*** Opening of The data ***

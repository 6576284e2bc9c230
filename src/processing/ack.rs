//! Acknowledgement decisions for dispatched messages

use crate::protocol::{InboundMessage, QoS};
use std::collections::hash_map::DefaultHasher;
use std::collections::{HashMap, VecDeque};
use std::hash::{Hash, Hasher};

/// Messages with failure history kept by the tracker
const TRACKED_MESSAGES: usize = 1024;

/// What to do with a message whose handler failed
#[derive(Debug, Clone, Copy, Default, PartialEq, Eq)]
pub enum AckPolicy {
    /// Acknowledge anyway; the message is lost
    #[default]
    AcknowledgeAndDrop,
    /// Withhold the acknowledgement so the broker redelivers, up to a limit
    Redeliver { max_redeliveries: u32 },
}

/// Outcome of one dispatch as far as acknowledgement is concerned
#[derive(Debug, Clone, Copy, PartialEq, Eq)]
pub enum DispatchOutcome {
    Handled,
    /// Handler failed, panicked or timed out
    HandlerFailed,
    /// No subscription matched, or the payload did not decode
    Undeliverable,
}

#[derive(Debug, Clone, Copy, PartialEq, Eq)]
pub enum AckDecision {
    /// QoS 0: nothing to acknowledge
    NotRequired,
    Acknowledge,
    /// Leave unacknowledged for redelivery
    Withhold { failures: u32 },
    /// Redelivery budget exhausted: acknowledge and drop
    AcknowledgeAndDrop { failures: u32 },
}

impl AckPolicy {
    /// Decide for a message that has now failed `failures` times in total
    pub fn decide(self, qos: QoS, outcome: DispatchOutcome, failures: u32) -> AckDecision {
        if !qos.requires_ack() {
            return AckDecision::NotRequired;
        }

        match (outcome, self) {
            (DispatchOutcome::Handled | DispatchOutcome::Undeliverable, _) => {
                AckDecision::Acknowledge
            }
            (DispatchOutcome::HandlerFailed, AckPolicy::AcknowledgeAndDrop) => {
                AckDecision::Acknowledge
            }
            (DispatchOutcome::HandlerFailed, AckPolicy::Redeliver { max_redeliveries }) => {
                if failures >= max_redeliveries {
                    AckDecision::AcknowledgeAndDrop { failures }
                } else {
                    AckDecision::Withhold { failures }
                }
            }
        }
    }
}

/// Bounded failure counts per message identity
///
/// A redelivered message carries a new packet id, so identity is a hash of
/// topic and payload.
#[derive(Debug)]
pub struct RedeliveryTracker {
    capacity: usize,
    failures: HashMap<u64, u32>,
    order: VecDeque<u64>,
}

impl Default for RedeliveryTracker {
    fn default() -> Self {
        Self::with_capacity(TRACKED_MESSAGES)
    }
}

impl RedeliveryTracker {
    pub fn with_capacity(capacity: usize) -> Self {
        Self {
            capacity: capacity.max(1),
            failures: HashMap::new(),
            order: VecDeque::new(),
        }
    }

    fn key(message: &InboundMessage) -> u64 {
        let mut hasher = DefaultHasher::new();
        message.topic.hash(&mut hasher);
        message.payload.hash(&mut hasher);
        hasher.finish()
    }

    /// Count one more failure and return the total
    pub fn record_failure(&mut self, message: &InboundMessage) -> u32 {
        let key = Self::key(message);
        if let Some(count) = self.failures.get_mut(&key) {
            *count += 1;
            return *count;
        }

        if self.order.len() >= self.capacity {
            if let Some(oldest) = self.order.pop_front() {
                self.failures.remove(&oldest);
            }
        }
        self.order.push_back(key);
        self.failures.insert(key, 1);
        1
    }

    /// Forget a message once it has been acknowledged
    pub fn forget(&mut self, message: &InboundMessage) {
        let key = Self::key(message);
        if self.failures.remove(&key).is_some() {
            self.order.retain(|tracked| *tracked != key);
        }
    }

    pub fn len(&self) -> usize {
        self.failures.len()
    }

    pub fn is_empty(&self) -> bool {
        self.failures.is_empty()
    }
}
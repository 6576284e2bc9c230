//! Pure link supervision and reconnection logic for MQTT client
//!
//! [`LinkSupervisor`] owns the connection state machine. The I/O loop feeds
//! it [`ConnectionEvent`]s and acts on the returned [`LinkDecision`]; nothing
//! in here sleeps or touches the network, so every transition is unit
//! testable.

use super::connection::{ConnectionState, ReconnectPolicy};
use std::time::{Duration, Instant};
use tracing::{error, info, warn};

/// Events observed on the link
#[derive(Debug, Clone, PartialEq, Eq)]
pub enum ConnectionEvent {
    /// Handshake started by an explicit connect
    ConnectRequested,
    /// Broker accepted the session
    ConnAckReceived,
    /// Network error, refused handshake or broker-initiated disconnect
    LinkLost(String),
    /// Explicit shutdown started
    ShutdownRequested,
    /// Explicit shutdown finished
    ShutdownComplete,
}

/// What the I/O loop should do next
#[derive(Debug, Clone, PartialEq, Eq)]
pub enum LinkDecision {
    /// Nothing to do
    Ignore,
    /// Handshake in progress
    Connecting,
    /// Session up; `resumed` is true after a reconnection
    Established { resumed: bool },
    /// The initial connect failed; report to the caller, do not retry
    ConnectFailed { reason: String },
    /// Sleep `delay`, then try again
    Retry { attempt: u32, delay: Duration },
    /// Reconnection exhausted; surface the fatal error once and stop
    GiveUp { attempts: u32, reason: String },
    /// Explicit shutdown; stop without reporting an error
    Stop,
}

/// Connection state machine with bounded reconnection
#[derive(Debug)]
pub struct LinkSupervisor {
    policy: Option<ReconnectPolicy>,
    state: ConnectionState,
    attempts: u32,
    reconnect_count: u32,
    connected_since: Option<Instant>,
}

impl LinkSupervisor {
    pub fn new(policy: Option<ReconnectPolicy>) -> Self {
        Self {
            policy,
            state: ConnectionState::Disconnected,
            attempts: 0,
            reconnect_count: 0,
            connected_since: None,
        }
    }

    pub fn state(&self) -> ConnectionState {
        self.state
    }

    /// Apply one event and return the resulting decision
    pub fn on_event(&mut self, event: ConnectionEvent) -> LinkDecision {
        let previous = self.state;
        let decision = self.transition(event);
        if previous != self.state {
            log_state_transition(&previous, &self.state);
        }
        decision
    }

    fn transition(&mut self, event: ConnectionEvent) -> LinkDecision {
        match (self.state, event) {
            (ConnectionState::Disconnected, ConnectionEvent::ConnectRequested) => {
                self.state = ConnectionState::Connecting;
                self.attempts = 0;
                LinkDecision::Connecting
            }
            (
                ConnectionState::Connecting | ConnectionState::Reconnecting { .. },
                ConnectionEvent::ConnAckReceived,
            ) => {
                let resumed = matches!(self.state, ConnectionState::Reconnecting { .. });
                if resumed {
                    self.reconnect_count += 1;
                }
                self.state = ConnectionState::Connected;
                self.attempts = 0;
                self.connected_since = Some(Instant::now());
                LinkDecision::Established { resumed }
            }
            (ConnectionState::Connecting, ConnectionEvent::LinkLost(reason)) => {
                self.state = ConnectionState::Disconnected;
                LinkDecision::ConnectFailed { reason }
            }
            (
                ConnectionState::Connected | ConnectionState::Reconnecting { .. },
                ConnectionEvent::LinkLost(reason),
            ) => self.on_link_lost(reason),
            (
                ConnectionState::Connecting
                | ConnectionState::Connected
                | ConnectionState::Reconnecting { .. },
                ConnectionEvent::ShutdownRequested,
            ) => {
                self.state = ConnectionState::Disconnecting;
                self.connected_since = None;
                LinkDecision::Stop
            }
            (_, ConnectionEvent::ShutdownComplete) => {
                self.state = ConnectionState::Disconnected;
                self.connected_since = None;
                LinkDecision::Stop
            }
            _ => LinkDecision::Ignore,
        }
    }

    fn on_link_lost(&mut self, reason: String) -> LinkDecision {
        self.connected_since = None;

        let Some(policy) = &self.policy else {
            self.state = ConnectionState::Disconnected;
            return LinkDecision::GiveUp {
                attempts: 0,
                reason,
            };
        };

        if self.attempts >= policy.max_attempts {
            let attempts = self.attempts;
            self.state = ConnectionState::Disconnected;
            self.attempts = 0;
            return LinkDecision::GiveUp { attempts, reason };
        }

        self.attempts += 1;
        let delay = policy.backoff_delay(self.attempts);
        self.state = ConnectionState::Reconnecting {
            attempt: self.attempts,
        };
        warn!(
            attempt = self.attempts,
            max_attempts = policy.max_attempts,
            delay_ms = delay.as_millis() as u64,
            reason = %reason,
            "MQTT link lost, scheduling reconnection"
        );
        LinkDecision::Retry {
            attempt: self.attempts,
            delay,
        }
    }

    /// Snapshot of link health
    pub fn health(&self) -> LinkHealth {
        LinkHealth {
            state: self.state,
            uptime: self.connected_since.map(|since| since.elapsed()),
            reconnect_count: self.reconnect_count,
        }
    }
}

/// Health metrics for connection monitoring
#[derive(Debug, Clone, PartialEq)]
pub struct LinkHealth {
    pub state: ConnectionState,
    /// Time since the current session was established
    pub uptime: Option<Duration>,
    /// Successful reconnections since creation
    pub reconnect_count: u32,
}

/// Log connection state transition (pure logging function)
pub fn log_state_transition(from: &ConnectionState, to: &ConnectionState) {
    match (from, to) {
        (ConnectionState::Connecting, ConnectionState::Connected) => {
            info!("MQTT connection established successfully");
        }
        (ConnectionState::Reconnecting { attempt }, ConnectionState::Connected) => {
            info!(attempt = *attempt, "Reconnection successful");
        }
        (ConnectionState::Connected, ConnectionState::Reconnecting { .. }) => {
            warn!("MQTT connection lost, reconnecting");
        }
        (ConnectionState::Connected | ConnectionState::Reconnecting { .. }, ConnectionState::Disconnected) => {
            error!("MQTT connection permanently lost");
        }
        _ => {
            info!("MQTT connection state: {:?} -> {:?}", from, to);
        }
    }
}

*** Close of The data ***

### Work item
For this exercise, copy every line of the data that holds "RedeliveryTracker".

### Solved problem
pub struct RedeliveryTracker {
impl Default for RedeliveryTracker {
impl RedeliveryTracker {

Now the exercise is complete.